> What you should do
Exactly the lines below from the one with "now.saturating_duration_since(e.last_access) < expiration);" up to and including the one with "owns its working" make up the answer, with nothing else added.

> Data shown
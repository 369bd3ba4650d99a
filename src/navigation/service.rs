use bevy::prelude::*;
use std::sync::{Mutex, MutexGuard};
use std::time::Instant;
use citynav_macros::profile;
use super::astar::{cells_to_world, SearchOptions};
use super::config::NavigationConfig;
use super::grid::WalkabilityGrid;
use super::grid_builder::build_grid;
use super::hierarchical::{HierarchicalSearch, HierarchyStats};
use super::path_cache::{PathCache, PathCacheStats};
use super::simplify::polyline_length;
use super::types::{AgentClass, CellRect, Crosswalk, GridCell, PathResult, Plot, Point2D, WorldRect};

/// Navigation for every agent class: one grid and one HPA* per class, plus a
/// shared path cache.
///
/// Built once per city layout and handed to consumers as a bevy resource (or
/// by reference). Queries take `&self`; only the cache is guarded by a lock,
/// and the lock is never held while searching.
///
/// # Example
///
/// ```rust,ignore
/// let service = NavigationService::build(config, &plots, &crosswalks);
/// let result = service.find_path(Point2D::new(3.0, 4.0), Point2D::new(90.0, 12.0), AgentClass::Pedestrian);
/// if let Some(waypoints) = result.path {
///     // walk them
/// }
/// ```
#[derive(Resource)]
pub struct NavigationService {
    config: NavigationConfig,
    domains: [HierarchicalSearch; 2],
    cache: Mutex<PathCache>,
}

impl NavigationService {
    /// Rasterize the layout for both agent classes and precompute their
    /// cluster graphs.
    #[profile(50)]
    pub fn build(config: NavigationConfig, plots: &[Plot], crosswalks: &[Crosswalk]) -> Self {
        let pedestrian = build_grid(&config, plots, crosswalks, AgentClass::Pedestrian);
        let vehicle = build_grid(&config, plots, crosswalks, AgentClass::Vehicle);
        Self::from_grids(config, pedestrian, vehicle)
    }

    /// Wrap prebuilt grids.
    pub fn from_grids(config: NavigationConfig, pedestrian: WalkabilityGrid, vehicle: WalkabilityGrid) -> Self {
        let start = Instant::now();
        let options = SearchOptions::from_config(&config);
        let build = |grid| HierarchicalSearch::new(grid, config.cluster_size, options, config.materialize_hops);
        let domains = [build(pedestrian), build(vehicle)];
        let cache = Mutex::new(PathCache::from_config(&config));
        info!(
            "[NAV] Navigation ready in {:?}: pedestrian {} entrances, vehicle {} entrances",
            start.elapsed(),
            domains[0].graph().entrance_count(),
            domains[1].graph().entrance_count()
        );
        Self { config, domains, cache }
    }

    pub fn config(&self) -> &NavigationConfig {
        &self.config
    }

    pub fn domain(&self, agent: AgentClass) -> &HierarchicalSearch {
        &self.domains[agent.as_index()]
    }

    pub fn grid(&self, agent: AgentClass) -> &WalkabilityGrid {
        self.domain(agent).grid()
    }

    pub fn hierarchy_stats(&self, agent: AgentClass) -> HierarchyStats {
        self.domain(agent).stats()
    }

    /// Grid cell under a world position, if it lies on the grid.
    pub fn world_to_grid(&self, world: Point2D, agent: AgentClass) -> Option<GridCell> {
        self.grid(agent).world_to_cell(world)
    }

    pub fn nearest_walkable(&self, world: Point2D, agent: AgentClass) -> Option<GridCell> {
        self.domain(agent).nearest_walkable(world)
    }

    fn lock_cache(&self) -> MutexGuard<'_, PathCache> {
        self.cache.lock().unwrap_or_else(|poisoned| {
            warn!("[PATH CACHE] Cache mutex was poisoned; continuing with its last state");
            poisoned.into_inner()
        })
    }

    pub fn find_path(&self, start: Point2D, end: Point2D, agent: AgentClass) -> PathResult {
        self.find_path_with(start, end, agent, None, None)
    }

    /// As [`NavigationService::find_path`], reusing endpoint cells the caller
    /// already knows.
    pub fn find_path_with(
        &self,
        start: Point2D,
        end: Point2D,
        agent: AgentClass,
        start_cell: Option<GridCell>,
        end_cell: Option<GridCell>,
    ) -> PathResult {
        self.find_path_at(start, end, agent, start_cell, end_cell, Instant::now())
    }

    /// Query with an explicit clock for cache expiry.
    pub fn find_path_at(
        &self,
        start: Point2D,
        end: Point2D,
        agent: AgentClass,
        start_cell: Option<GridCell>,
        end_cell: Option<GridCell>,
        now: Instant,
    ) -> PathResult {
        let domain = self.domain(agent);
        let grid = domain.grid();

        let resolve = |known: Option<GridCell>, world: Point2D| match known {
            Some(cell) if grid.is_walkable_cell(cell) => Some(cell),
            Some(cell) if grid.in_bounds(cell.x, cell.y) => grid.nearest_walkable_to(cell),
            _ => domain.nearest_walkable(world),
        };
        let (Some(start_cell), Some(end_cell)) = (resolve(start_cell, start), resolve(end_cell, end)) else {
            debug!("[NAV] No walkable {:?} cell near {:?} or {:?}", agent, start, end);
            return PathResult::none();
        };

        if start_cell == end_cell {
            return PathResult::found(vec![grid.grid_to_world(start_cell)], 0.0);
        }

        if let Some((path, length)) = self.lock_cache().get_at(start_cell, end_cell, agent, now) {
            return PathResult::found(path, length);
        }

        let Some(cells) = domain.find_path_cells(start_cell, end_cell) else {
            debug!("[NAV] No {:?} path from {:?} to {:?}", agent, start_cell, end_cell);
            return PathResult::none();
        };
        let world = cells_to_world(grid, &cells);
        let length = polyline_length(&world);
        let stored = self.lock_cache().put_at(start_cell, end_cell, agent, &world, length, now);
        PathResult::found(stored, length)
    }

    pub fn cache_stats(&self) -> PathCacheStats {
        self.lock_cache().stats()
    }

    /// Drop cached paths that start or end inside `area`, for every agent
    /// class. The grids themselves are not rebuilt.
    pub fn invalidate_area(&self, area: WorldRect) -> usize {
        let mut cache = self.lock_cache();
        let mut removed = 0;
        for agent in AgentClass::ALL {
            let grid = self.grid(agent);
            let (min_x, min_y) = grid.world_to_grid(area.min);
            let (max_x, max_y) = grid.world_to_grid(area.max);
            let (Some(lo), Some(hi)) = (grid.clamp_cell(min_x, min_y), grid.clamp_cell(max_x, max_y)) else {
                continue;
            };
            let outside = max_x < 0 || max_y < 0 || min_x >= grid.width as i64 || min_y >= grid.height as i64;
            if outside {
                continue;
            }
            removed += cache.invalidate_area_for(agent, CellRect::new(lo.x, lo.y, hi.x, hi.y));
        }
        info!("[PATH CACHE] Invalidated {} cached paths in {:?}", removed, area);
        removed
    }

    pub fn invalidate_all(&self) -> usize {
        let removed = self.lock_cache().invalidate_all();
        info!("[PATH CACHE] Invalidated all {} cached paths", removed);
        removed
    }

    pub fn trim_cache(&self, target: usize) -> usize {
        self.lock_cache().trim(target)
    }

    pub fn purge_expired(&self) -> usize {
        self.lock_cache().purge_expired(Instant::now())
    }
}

...

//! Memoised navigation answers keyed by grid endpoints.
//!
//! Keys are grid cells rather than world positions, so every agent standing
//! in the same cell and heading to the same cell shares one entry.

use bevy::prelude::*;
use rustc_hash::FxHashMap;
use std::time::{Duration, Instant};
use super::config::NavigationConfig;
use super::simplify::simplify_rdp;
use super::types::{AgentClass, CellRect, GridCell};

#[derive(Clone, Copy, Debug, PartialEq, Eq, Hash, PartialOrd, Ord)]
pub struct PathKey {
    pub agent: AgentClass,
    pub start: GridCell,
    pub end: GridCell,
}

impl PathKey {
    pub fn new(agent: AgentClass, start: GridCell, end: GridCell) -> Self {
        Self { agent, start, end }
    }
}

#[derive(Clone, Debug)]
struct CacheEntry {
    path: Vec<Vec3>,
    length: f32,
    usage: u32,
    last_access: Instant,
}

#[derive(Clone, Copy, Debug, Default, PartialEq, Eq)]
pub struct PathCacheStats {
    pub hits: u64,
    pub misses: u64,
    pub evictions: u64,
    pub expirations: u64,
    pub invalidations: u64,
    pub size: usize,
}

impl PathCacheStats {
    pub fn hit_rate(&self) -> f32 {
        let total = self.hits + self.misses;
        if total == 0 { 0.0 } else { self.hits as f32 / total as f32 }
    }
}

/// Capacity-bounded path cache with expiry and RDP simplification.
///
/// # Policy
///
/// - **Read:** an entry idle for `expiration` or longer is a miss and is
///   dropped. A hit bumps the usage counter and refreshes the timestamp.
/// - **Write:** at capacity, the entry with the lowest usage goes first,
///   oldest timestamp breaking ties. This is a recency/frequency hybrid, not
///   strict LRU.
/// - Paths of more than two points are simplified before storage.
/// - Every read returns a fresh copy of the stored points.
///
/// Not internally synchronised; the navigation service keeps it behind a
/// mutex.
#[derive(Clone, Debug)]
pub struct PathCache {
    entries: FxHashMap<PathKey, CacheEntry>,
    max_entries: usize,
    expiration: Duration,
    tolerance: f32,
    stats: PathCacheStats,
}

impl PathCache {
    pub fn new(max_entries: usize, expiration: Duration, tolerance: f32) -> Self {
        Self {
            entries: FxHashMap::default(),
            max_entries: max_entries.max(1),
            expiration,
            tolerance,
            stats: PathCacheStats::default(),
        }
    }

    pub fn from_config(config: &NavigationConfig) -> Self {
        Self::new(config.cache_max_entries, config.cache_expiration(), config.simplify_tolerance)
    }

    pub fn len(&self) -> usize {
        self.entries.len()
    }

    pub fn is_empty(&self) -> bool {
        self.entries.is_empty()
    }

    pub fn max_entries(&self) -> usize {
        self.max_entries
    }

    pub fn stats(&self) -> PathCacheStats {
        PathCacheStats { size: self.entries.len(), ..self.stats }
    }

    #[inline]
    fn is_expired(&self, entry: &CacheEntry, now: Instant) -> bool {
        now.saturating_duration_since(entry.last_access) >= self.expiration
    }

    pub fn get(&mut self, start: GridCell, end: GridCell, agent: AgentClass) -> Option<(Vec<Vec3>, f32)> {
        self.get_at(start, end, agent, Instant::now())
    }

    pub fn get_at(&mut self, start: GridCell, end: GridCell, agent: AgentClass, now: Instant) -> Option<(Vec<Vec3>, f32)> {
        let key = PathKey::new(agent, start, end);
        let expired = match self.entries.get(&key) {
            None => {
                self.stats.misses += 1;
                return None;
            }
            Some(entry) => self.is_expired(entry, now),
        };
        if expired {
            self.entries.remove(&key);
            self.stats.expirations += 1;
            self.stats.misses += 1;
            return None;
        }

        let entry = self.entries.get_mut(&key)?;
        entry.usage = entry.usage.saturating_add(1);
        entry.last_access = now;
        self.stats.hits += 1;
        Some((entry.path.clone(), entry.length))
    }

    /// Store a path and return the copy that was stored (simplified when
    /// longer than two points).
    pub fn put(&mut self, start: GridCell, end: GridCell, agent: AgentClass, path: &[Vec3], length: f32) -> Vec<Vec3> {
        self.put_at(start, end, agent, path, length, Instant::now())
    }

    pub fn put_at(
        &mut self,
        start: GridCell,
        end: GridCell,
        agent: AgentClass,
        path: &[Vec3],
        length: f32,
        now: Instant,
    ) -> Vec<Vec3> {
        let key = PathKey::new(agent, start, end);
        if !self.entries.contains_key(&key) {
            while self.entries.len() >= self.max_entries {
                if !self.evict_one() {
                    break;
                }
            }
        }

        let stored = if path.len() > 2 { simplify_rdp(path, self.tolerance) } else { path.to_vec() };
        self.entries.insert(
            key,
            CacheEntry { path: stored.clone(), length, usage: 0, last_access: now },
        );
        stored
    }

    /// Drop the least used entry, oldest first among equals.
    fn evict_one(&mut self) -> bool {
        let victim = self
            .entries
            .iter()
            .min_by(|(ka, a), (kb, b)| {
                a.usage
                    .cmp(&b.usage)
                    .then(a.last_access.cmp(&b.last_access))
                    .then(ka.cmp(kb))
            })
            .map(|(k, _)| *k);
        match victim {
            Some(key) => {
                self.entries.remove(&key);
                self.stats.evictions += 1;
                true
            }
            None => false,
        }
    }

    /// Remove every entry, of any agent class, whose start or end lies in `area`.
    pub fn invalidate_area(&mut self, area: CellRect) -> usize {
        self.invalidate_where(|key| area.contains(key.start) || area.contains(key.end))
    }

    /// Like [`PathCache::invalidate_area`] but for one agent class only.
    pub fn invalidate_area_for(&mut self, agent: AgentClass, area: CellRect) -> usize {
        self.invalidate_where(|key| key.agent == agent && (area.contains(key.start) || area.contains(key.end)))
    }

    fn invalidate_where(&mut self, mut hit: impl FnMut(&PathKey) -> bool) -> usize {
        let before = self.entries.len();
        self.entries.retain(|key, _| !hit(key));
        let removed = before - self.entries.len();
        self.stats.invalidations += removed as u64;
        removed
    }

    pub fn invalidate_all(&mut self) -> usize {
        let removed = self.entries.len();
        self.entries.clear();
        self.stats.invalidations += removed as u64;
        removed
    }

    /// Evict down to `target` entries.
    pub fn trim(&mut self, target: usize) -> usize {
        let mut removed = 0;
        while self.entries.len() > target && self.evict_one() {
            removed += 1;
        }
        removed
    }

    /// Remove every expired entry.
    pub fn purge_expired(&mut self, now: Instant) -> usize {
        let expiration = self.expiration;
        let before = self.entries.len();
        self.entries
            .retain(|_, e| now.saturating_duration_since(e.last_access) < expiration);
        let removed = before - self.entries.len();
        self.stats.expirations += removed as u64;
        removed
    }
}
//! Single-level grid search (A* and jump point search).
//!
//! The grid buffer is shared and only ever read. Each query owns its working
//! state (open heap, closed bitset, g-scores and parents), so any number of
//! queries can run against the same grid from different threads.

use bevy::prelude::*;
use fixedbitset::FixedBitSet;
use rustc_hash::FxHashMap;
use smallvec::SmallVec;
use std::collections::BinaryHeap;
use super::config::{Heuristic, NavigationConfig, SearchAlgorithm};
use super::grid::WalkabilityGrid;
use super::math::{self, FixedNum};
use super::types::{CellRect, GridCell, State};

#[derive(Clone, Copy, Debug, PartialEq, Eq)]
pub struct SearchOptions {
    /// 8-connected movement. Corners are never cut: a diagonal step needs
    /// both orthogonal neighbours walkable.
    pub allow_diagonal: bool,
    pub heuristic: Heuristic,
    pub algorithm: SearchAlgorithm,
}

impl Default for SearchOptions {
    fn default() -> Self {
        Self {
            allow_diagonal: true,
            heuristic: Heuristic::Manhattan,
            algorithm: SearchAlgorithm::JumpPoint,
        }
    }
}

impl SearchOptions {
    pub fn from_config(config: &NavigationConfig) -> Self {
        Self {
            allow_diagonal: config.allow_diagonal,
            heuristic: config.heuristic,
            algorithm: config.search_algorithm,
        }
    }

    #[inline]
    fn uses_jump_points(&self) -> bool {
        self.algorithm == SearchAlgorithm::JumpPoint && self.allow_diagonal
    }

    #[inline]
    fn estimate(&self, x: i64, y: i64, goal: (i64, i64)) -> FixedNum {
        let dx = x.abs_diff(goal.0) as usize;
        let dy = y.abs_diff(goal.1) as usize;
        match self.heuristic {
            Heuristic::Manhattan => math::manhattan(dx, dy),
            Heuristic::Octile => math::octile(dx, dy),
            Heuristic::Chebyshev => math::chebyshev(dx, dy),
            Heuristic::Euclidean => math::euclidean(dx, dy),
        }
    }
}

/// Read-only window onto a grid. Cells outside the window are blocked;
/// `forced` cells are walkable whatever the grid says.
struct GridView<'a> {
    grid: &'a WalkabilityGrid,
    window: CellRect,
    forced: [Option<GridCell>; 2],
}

> Exercise output
            .retain(|_, e| now.saturating_duration_since(e.last_access) < expiration);
        let removed = before - self.entries.len();
        self.stats.expirations += removed as u64;
        removed
    }
}
//! Single-level grid search (A* and jump point search).
//!
//! The grid buffer is shared and only ever read. Each query owns its working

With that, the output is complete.